(DATASET ENTRIES begins)

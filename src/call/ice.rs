//! ICE server list handed to clients on call initiation.

use serde::{Deserialize, Serialize};

use crate::config::IceConfig;

#[derive(Debug, Clone, Serialize, Deserialize)]
pub struct IceServer {
    pub urls: Vec<String>,
    #[serde(default, skip_serializing_if = "Option::is_none")]
    pub username: Option<String>,
    #[serde(default, skip_serializing_if = "Option::is_none")]
    pub credential: Option<String>,
}

/// Build the ICE server list. STUN is always present; the TURN entry is
/// included only when url, username, and credential are all configured.
pub fn ice_servers(config: &IceConfig) -> Vec<IceServer> {
    let mut servers = vec![IceServer {
        urls: vec![config.stun_url.clone()],
        username: None,
        credential: None,
    }];

    if let (Some(url), Some(username), Some(credential)) = (
        &config.turn_url,
        &config.turn_username,
        &config.turn_credential,
    ) {
        if !url.is_empty() && !username.is_empty() && !credential.is_empty() {
            servers.push(IceServer {
                urls: vec![url.clone()],
                username: Some(username.clone()),
                credential: Some(credential.clone()),
            });
        }
    }

    servers
}
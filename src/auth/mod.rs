pub mod token;

pub use token::{validate_token, Claims};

(DATASET ENTRIES ends)

§ **AIM OF THE TASK**
Could you return the lines in the entries above that contain "IceServer"?

§ **EXERCISE OUTPUT**
pub struct IceServer {
pub fn ice_servers(config: &IceConfig) -> Vec<IceServer> {
    let mut servers = vec![IceServer {
            servers.push(IceServer {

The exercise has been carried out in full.